An operational definition, when applied to data collection, is a clear, concise detailed definition of a measure. The need for operational definitions is fundamental when collecting all types of data. It is particularly important when a decision is being made about whether something is correct or incorrect, or when a visual check is being made where there is room for confusion.

For example, data collected will be erroneous if those completing the checks have different views of what constitutes a fault at the end of a glass panel production line. Defective glass panels may be passed and good glass panels may be rejected. Similarly, when invoices are being checked for errors, the data collection will be meaningless if the definition of an error has not been specified.
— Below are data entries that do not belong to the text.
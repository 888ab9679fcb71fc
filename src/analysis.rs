//! Event selection and classification for one batch of events
//!
//! Each batch goes through the following stages:
//!
//! 1. every event is filled into the "all" cutflow stage,
//! 2. jets are preselected and events with fewer than four selected
//!    jets are dropped, the rest are filled into "preselection",
//! 3. the four leading selected jets are paired in all three ways and
//!    each pairing is turned into a ranked quadjet candidate,
//! 4. the best candidate decides the regions the event is filled into.
use std::ops::Range;
use std::time::Instant;

use log::{debug, trace, warn};
use rand::rngs::StdRng;
use rand::{Rng, SeedableRng};

use crate::accumulator::{Accumulator, Cut, Output, Region};
use crate::config::Config;
use crate::dijet::{build_pairings, classify, N_PAIRINGS};
use crate::error::{ensure_finite, AnalysisError, KinematicsError};
use crate::event::{Event, Jet};
use crate::preselect::preselect;
use crate::quadjet::{build_quadjets, draw_tie_breaks, Selection};

const N_JETS: usize = 4;

/// What happened to the events of one batch
#[derive(Clone, PartialEq, Debug, Default)]
pub struct BatchSummary {
    pub n_event: usize,
    /// Classification of each event passing the preselection, in batch order
    pub selections: Vec<Result<Selection, KinematicsError>>,
}

impl BatchSummary {
    pub fn n_preselected(&self) -> usize {
        self.selections.len()
    }

    pub fn n_failed(&self) -> usize {
        self.selections.iter().filter(|s| s.is_err()).count()
    }
}

#[derive(Clone, PartialEq, Debug, Default)]
pub struct Analysis {
    config: Config,
}

impl Analysis {
    pub fn new(config: Config) -> Self {
        Self { config }
    }

    pub fn config(&self) -> &Config {
        &self.config
    }

    /// Classify an event from its four leading selected jets
    ///
    /// `m4j` is the mass of the sum of all jets in the event and sets the
    /// ΔR windows. `randoms` are the tie-break values for the three
    /// pairing slots.
    pub fn reconstruct(
        &self,
        jets: &[Jet; N_JETS],
        m4j: f64,
        randoms: [f64; N_PAIRINGS],
    ) -> Result<Selection, KinematicsError> {
        if !jets.iter().all(Jet::is_finite) {
            return Err(KinematicsError::NonFiniteKinematics {
                quantity: "jet momentum",
            });
        }
        let m4j = ensure_finite("m4j", m4j)?;

        let Config { dijet, higgs, .. } = &self.config;
        let pairings = build_pairings(jets)
            .map(|pairing| classify(pairing, m4j, dijet, higgs));
        let quadjets = build_quadjets(pairings, randoms, higgs);
        for quadjet in &quadjets {
            quadjet.check_finite()?;
        }
        Ok(Selection::new(&quadjets))
    }

    /// Select and classify one batch, emitting weighted fills to `acc`
    ///
    /// `rng` provides the tie-break values, three per preselected event.
    pub fn process<A: Accumulator, R: Rng>(
        &self,
        dataset: &str,
        events: Vec<Event>,
        rng: &mut R,
        acc: &mut A,
    ) -> Result<BatchSummary, AnalysisError> {
        for (index, event) in events.iter().enumerate() {
            if !(event.weight.is_finite() && event.weight >= 0.) {
                return Err(AnalysisError::InvalidWeight {
                    index,
                    weight: event.weight,
                });
            }
        }
        let n_event = events.len();

        for event in &events {
            let m4j = event.v4j().mass();
            acc.fill(dataset, Cut::All, Region::Inclusive, m4j, event.weight);
        }

        let events = preselect(events, &self.config.jets);
        for event in &events {
            let m4j = event.v4j().mass();
            acc.fill(
                dataset,
                Cut::Preselection,
                Region::Inclusive,
                m4j,
                event.weight,
            );
        }

        let mut selections = Vec::with_capacity(events.len());
        for (index, event) in events.iter().enumerate() {
            let jets = event.leading_selected_jets();
            let Some(leading) = jets.get(..N_JETS) else {
                return Err(AnalysisError::MalformedEvent {
                    index,
                    n_jets: jets.len(),
                });
            };
            if jets.len() > N_JETS {
                trace!(
                    "Event {index}: using {N_JETS} leading of {} selected jets",
                    jets.len()
                );
            }
            let mut four = [Jet::default(); N_JETS];
            four.copy_from_slice(leading);

            // draw before validating, so failures do not shift later draws
            let randoms = draw_tie_breaks(rng, &self.config.tie_break);
            let selection = self.reconstruct(&four, event.v4j().mass(), randoms);
            match &selection {
                Ok(selection) => {
                    let Selection { m4j, .. } = *selection;
                    for region in selection.regions() {
                        acc.fill(dataset, Cut::Preselection, region, m4j, event.weight);
                    }
                }
                Err(err) => warn!("Excluding event {index} from region assignment: {err}"),
            }
            selections.push(selection);
        }
        Ok(BatchSummary { n_event, selections })
    }

    /// Process one chunk of a dataset into a fresh output
    ///
    /// The tie-break generator is seeded with `seed`, so repeated runs over
    /// the same chunk give identical results.
    pub fn run(
        &self,
        dataset: &str,
        entries: Range<usize>,
        events: Vec<Event>,
        seed: u64,
    ) -> Result<Output, AnalysisError> {
        let start = Instant::now();
        let mut rng = StdRng::seed_from_u64(seed);
        let mut output = Output::new(self.config.m4j_axis);
        output.sumw = events.iter().map(|ev| ev.weight).sum();

        let summary = self.process(dataset, events, &mut rng, &mut output)?;
        output.n_event = summary.n_event as u64;
        output.n_failed = summary.n_failed() as u64;

        let elapsed = start.elapsed().as_secs_f64();
        debug!(
            "{dataset}::{:6}:{:6} >>> {:.0} events/s",
            entries.start,
            entries.end,
            summary.n_event as f64 / elapsed
        );
        Ok(output)
    }
}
When collecting data, it is essential that everyone in the system has the same understanding and collects data in the same way. Operational definitions should therefore be made before the collection of data begins.

When is it used?

Any time data is being collected, it is necessary to define how to collect the data. Data that is not defined will usually be inconsistent and will give an erroneous result. It is easy to assume that those collecting the data understand what and how to complete the task. However, people have different opinions and views, and these will affect the data collection. The only way to ensure consistent data collection is by means of a detailed operational definition that eliminates ambiguity.

What does it look like?

  1. Example 1 Attributes
    Characteristic of interest: Number of black spots per radiator grill.
    Measuring instrument: The observation will be performed with the naked eye (or with corrective lenses if normally worn), under the light available in the work station (in 100% working order, i.e., no burned-out bulbs).
    Method of test: The number of black spots per radiator grill will be counted by taking samples at the work station. The sample should be studied at a distance of 18 inches (roughly half an arm’s length) from the eye. Only the top surface of the grill is to be examined.
    Decision criteria: Wipe the top surface of the grill with the palm of your hand and look for any black specks embedded in the plastic. Any observed black speck of any size counts as a black spot.
    Example 2 Variables
    Characteristic of interest: Diameter of 48 inch rod
    Measuring instrument: Micrometer
    Method of test: The sample size is n=3. Measure 3 rods every hour. When the grinder releases the rod, take one measurement each at 8″ down, 24″ down, and 40″ down from the notched end. Tighten the micrometer as much as possible. Record to 4 decimal points. If the fifth number to the right of the decimal point is 5 or higher, round the fourth number up one.

How is it made?

  1. Identify the characteristic of interest.
    Identify the characteristic to be measured or the defect type of concern.
  2. Select the measuring instrument.
    The measuring instrument is usually either a physical piece of measuring equipment such as a micrometer, weighing scale, or clock; or alternatively, a visual check. Whenever a visual check is used, it is necessary to state whether normal eyesight is to be used or a visual aid such as a magnifying glass. In the example, normal eyesight is sufficient. On some occasions, it may also be necessary to state the distance the observer should be from the item being checked. In general, the closer the observer, the more detail will be seen. In the example, a clear visual indication is given of acceptable and unacceptable, so the observer needs to be in a position where the decision can be made. When completing a visual check, the type of lighting may also need to be specified. Certain colors and types of light can make defects more apparent.
  3. Describe the test method.
    The test method is the actual procedure used for taking the measurement. When measuring time, the start and finish points of the test need to be specified. When taking any measurement, the degree of accuracy also needs to be stated. For instance, it is important to know whether time will be measured in hours, minutes, or seconds.
  4. State the decision criteria.
    The decision criteria represents the conclusion of the test. Does the problem exist? Is the item correct? Whenever a visual check is used, a clear definition of acceptable versus unacceptable is essential. Physical examples or photographs of acceptable and unacceptable, together with written support, are the best definitions.
  5. Document the operational definition.
    It is important that the operational definition is documented and standardized. Definitions should be included in training materials and job procedure sheets. The results of steps 1 through 4 should be included in one document. The operational definition and the appropriate standards should be kept at the work station.
  6. Test the operational definition.
    It is essential to test the operational definition before implementation. Input from those that are actually going to complete the tests is particularly important. The operational definition should make the task clear and easy to perform. The best way to test an operational definition is to ask different people to complete the test on several items by following the operational definition. Watch how they perform the test. Are they completing the test as expected? Are the results consistent? Are the results correct?

 

The above article is an excerpt from the “Operational definition” chapter of Practical Tools for Continuous Improvement: Volume 1 – Statistical Tools. The full chapter provides more details on creating operational definition.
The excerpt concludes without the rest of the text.